**Work to complete:**
Output must match the data below exactly from its first line through the line that contains "transfers in the", with no other line.

Source records
------------------------
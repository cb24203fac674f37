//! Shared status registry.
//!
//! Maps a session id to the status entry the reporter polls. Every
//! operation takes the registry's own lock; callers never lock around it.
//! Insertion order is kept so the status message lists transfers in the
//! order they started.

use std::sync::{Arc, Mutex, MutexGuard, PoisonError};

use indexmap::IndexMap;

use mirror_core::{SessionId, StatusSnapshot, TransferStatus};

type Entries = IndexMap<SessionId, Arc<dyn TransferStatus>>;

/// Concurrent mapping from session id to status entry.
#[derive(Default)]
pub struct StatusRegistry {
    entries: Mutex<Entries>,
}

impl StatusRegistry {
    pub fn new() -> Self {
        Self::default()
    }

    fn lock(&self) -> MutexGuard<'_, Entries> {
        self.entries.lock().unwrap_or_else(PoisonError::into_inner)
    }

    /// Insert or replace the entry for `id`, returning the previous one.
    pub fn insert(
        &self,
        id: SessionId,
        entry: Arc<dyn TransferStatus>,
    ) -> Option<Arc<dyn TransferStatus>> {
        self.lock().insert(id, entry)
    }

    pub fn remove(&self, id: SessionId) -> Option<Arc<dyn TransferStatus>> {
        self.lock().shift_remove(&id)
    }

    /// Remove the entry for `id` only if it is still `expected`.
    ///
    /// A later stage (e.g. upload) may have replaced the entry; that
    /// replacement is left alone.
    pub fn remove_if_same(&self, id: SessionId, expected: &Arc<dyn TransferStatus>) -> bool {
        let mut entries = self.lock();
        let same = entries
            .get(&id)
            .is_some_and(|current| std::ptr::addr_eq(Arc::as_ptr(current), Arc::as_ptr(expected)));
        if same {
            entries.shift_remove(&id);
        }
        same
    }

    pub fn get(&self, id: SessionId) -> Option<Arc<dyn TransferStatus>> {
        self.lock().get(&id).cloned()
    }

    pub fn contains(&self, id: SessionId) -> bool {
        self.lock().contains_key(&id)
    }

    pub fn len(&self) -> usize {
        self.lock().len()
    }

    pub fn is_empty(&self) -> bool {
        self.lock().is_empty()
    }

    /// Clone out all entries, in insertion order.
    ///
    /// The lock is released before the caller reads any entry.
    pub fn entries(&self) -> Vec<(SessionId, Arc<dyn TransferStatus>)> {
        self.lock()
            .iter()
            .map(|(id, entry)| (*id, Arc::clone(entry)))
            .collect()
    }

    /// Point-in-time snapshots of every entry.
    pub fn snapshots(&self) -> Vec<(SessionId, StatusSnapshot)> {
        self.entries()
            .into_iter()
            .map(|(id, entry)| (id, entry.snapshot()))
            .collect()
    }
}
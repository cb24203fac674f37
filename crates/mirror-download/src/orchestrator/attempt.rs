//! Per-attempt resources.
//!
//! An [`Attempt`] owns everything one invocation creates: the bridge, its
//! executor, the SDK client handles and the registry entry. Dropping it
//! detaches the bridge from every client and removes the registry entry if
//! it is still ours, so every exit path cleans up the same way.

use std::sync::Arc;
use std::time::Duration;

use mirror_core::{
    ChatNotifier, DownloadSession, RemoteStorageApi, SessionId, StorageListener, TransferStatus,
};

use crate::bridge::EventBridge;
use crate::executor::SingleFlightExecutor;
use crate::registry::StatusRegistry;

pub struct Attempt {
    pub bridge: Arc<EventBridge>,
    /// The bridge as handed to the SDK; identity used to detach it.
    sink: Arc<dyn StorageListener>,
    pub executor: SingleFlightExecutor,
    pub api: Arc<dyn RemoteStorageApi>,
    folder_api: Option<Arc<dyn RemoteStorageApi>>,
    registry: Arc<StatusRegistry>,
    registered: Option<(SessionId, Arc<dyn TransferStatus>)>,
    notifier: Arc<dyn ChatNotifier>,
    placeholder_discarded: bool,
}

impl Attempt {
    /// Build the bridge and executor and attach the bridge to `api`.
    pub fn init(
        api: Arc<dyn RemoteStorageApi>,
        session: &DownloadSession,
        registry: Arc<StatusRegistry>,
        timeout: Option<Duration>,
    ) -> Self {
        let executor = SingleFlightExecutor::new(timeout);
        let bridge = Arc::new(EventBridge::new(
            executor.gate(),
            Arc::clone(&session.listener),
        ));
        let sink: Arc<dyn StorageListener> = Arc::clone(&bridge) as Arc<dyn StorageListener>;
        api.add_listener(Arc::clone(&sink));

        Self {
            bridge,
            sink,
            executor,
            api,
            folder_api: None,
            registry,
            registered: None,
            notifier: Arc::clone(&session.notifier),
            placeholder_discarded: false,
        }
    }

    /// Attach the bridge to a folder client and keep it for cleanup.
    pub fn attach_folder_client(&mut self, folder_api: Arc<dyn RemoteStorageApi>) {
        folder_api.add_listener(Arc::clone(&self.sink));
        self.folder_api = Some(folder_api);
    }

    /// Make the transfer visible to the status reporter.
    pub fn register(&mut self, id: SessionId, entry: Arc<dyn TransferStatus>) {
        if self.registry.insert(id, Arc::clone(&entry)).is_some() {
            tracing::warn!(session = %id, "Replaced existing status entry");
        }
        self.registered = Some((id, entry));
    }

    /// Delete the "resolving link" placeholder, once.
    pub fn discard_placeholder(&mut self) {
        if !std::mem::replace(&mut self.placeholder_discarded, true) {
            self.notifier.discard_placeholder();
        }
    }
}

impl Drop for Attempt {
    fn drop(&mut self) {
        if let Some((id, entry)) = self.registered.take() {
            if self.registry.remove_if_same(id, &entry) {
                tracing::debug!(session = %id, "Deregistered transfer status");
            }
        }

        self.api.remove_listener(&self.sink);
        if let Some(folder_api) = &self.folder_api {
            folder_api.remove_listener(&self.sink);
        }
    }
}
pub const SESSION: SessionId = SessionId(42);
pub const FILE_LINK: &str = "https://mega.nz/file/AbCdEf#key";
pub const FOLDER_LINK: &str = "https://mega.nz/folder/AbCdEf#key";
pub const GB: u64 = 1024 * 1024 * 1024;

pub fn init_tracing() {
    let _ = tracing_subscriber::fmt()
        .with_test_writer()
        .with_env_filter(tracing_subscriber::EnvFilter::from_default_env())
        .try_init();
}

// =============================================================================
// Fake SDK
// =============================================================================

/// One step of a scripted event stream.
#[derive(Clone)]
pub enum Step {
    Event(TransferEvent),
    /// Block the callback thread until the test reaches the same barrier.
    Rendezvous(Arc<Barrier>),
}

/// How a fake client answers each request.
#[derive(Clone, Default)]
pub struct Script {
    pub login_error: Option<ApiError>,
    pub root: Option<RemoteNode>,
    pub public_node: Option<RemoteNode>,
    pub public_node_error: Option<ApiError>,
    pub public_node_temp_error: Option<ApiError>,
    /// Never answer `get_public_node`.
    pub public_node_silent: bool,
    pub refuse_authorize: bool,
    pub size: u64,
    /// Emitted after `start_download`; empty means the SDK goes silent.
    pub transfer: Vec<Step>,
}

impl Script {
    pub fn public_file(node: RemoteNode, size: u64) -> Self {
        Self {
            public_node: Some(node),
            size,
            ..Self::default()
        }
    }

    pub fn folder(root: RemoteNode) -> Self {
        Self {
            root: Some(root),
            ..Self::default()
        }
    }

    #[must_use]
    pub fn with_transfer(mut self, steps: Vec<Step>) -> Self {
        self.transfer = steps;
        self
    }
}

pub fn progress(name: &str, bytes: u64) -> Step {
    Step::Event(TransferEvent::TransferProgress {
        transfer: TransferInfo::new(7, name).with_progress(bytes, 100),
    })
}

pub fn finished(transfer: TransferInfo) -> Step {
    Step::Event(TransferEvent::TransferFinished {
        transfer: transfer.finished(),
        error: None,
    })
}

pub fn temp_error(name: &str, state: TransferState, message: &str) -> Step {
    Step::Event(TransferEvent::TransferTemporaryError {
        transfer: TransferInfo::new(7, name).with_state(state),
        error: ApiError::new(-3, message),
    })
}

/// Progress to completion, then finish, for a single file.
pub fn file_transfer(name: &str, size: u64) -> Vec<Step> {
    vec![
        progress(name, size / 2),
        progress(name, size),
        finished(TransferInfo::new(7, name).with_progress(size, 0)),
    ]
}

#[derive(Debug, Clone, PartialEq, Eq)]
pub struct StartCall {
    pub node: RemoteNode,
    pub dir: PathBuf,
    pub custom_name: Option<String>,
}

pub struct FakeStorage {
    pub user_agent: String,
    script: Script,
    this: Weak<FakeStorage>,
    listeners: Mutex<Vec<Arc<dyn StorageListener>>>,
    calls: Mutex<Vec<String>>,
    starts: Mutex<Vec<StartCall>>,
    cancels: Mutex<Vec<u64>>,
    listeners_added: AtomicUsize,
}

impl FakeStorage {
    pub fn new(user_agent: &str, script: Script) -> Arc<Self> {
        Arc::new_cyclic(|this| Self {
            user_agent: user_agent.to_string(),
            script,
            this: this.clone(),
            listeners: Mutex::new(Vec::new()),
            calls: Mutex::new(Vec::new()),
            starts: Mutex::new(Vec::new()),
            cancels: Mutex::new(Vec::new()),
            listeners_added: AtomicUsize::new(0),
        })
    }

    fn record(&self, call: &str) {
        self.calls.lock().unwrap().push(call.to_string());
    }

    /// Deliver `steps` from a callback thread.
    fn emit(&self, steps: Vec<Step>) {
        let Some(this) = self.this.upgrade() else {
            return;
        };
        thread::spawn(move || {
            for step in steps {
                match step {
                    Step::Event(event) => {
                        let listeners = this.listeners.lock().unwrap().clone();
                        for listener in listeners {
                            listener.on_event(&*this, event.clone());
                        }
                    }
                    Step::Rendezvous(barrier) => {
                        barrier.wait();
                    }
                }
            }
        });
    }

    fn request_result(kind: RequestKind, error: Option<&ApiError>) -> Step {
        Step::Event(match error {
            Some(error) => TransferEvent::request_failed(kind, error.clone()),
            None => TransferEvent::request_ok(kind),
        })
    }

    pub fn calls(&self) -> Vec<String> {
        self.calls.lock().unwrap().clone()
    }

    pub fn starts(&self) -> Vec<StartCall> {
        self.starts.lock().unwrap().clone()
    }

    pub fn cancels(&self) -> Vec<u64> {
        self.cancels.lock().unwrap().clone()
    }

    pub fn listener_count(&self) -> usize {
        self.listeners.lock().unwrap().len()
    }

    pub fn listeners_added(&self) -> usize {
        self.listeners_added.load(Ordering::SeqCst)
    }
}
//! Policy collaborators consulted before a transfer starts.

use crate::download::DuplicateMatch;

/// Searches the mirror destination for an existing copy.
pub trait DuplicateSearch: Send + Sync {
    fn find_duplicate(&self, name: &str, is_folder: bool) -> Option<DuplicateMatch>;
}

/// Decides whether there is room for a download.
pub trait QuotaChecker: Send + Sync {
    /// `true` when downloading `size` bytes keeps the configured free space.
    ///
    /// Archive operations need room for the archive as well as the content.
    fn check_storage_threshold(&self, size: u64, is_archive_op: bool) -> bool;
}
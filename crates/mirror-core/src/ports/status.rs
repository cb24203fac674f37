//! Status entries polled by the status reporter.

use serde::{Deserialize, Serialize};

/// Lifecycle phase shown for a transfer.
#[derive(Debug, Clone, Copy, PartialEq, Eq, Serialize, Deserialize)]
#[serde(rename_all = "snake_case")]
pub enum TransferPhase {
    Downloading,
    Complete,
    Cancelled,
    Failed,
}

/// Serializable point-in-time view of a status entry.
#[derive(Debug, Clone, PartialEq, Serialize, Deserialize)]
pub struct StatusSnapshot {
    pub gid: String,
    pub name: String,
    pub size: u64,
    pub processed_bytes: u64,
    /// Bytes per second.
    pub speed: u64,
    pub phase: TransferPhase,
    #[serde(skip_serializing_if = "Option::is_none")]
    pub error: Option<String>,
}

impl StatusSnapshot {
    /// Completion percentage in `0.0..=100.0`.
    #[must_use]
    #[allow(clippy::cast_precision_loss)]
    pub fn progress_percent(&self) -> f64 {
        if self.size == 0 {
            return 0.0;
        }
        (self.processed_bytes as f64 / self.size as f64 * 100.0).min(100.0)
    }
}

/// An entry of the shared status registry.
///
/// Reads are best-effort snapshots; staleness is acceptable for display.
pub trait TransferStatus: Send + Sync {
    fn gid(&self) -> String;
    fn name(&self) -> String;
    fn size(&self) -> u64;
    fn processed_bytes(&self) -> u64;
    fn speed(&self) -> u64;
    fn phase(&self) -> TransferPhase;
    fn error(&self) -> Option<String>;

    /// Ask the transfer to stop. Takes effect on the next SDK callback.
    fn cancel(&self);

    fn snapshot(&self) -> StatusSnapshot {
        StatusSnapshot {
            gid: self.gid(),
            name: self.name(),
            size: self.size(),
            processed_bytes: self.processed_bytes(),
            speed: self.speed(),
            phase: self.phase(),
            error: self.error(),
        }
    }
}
------------------------
**Answer for the task:**
repository cb24203fac674f37
//! Shared status registry.
//!
//! Maps a session id to the status entry the reporter polls. Every
//! operation takes the registry's own lock; callers never lock around it.
//! Insertion order is kept so the status message lists transfers in the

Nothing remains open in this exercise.